--- Exercise objective ---
Go through the records that follow and tally the lines with "Disable" in them; answer with the number alone.

--- Available records ---
↓

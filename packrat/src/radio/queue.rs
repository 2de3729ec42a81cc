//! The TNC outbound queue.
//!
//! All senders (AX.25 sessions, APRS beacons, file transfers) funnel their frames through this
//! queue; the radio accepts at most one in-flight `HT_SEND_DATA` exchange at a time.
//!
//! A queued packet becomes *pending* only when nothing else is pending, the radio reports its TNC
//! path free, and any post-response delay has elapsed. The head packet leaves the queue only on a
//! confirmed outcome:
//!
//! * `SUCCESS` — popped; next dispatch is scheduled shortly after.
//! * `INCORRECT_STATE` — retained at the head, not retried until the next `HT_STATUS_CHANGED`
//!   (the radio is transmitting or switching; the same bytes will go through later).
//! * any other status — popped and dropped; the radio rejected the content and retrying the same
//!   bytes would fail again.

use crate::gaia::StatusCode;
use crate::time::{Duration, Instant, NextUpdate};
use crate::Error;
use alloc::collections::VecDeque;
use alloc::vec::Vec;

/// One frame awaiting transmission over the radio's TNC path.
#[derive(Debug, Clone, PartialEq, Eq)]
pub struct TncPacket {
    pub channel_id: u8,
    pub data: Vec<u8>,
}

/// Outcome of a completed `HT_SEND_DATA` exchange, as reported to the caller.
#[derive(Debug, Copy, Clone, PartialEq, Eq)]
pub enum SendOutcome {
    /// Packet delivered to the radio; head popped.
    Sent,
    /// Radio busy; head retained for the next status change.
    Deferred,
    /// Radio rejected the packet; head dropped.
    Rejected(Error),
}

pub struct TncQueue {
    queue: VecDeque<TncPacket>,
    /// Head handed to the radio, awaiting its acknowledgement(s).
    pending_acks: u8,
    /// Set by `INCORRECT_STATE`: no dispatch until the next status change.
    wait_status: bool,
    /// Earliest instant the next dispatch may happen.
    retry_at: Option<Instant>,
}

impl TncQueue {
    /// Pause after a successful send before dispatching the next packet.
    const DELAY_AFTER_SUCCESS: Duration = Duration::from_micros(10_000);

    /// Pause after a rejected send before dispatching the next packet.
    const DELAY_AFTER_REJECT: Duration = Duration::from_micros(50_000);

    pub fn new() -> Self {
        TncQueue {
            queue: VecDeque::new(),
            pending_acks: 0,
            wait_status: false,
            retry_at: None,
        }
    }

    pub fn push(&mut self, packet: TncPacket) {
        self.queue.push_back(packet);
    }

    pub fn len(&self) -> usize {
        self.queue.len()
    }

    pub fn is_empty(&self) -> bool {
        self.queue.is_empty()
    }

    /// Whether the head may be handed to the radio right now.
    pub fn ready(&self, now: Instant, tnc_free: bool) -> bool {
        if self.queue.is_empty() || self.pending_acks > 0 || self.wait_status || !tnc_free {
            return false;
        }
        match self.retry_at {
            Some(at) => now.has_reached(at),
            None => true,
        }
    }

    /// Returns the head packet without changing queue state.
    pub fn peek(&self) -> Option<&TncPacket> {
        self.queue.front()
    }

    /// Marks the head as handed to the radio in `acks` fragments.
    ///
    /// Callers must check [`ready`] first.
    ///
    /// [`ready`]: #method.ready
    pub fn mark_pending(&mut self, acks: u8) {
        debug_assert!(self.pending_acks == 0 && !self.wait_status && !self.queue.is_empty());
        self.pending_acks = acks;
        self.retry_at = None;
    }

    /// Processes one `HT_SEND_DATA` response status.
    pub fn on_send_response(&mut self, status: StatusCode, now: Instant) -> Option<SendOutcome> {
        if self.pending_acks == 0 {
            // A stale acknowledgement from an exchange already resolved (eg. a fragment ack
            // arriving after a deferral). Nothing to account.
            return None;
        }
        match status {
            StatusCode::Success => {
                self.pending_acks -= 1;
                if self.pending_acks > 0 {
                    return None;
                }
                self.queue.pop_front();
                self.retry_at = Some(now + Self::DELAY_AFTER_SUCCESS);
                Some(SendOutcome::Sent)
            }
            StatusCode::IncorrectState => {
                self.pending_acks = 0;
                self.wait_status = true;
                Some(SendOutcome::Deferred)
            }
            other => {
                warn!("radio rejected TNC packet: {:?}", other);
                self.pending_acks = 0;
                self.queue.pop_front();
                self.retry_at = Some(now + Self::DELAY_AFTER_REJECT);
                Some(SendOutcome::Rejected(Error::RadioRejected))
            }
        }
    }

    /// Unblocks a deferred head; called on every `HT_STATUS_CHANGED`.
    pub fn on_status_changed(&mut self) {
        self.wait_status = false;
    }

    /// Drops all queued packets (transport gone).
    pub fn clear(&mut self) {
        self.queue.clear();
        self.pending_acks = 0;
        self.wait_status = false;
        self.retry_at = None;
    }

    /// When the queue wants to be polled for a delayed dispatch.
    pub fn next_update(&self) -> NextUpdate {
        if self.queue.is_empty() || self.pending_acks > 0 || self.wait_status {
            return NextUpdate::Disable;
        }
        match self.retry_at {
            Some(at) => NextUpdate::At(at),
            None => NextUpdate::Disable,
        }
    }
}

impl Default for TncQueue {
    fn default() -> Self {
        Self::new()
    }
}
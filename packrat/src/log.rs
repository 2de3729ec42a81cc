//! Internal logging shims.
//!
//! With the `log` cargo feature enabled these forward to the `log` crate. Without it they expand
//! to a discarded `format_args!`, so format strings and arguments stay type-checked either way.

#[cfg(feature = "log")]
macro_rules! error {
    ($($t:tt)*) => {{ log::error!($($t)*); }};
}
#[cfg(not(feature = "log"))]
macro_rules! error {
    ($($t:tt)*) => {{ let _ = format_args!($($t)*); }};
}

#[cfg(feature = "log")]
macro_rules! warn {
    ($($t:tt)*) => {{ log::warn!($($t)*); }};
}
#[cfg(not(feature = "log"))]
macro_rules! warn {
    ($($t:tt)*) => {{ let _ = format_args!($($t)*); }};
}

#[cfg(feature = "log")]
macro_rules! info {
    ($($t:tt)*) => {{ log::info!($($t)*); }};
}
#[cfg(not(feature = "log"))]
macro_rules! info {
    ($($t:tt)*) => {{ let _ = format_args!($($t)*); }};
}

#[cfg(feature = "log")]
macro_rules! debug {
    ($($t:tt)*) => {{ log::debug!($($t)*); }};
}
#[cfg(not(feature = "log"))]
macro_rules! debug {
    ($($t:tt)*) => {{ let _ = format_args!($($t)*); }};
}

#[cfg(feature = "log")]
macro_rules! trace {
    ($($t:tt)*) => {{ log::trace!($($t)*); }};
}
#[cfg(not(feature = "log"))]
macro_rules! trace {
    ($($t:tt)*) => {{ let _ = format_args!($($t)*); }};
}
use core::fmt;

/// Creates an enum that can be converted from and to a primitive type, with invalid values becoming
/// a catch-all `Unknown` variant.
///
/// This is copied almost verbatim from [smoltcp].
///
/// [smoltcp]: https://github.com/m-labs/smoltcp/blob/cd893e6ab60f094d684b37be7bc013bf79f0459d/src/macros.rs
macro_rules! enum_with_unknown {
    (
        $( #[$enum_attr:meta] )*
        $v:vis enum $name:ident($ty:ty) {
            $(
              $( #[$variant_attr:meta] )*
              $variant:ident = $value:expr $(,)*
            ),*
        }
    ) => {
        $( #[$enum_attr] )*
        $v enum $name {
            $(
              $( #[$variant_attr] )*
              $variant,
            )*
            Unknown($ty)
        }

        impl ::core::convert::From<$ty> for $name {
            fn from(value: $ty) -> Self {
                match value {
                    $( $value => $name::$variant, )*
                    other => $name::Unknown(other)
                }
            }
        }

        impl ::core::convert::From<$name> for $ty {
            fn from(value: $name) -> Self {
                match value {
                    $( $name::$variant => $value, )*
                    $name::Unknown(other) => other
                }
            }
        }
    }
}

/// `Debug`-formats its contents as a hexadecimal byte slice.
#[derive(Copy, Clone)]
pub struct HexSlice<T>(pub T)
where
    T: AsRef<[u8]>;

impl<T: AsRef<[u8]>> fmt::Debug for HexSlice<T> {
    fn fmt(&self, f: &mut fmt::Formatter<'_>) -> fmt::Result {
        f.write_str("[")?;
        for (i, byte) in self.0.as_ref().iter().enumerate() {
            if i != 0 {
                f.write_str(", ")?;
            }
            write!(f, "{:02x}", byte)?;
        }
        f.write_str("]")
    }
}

↑

--- Solution to this exercise ---
2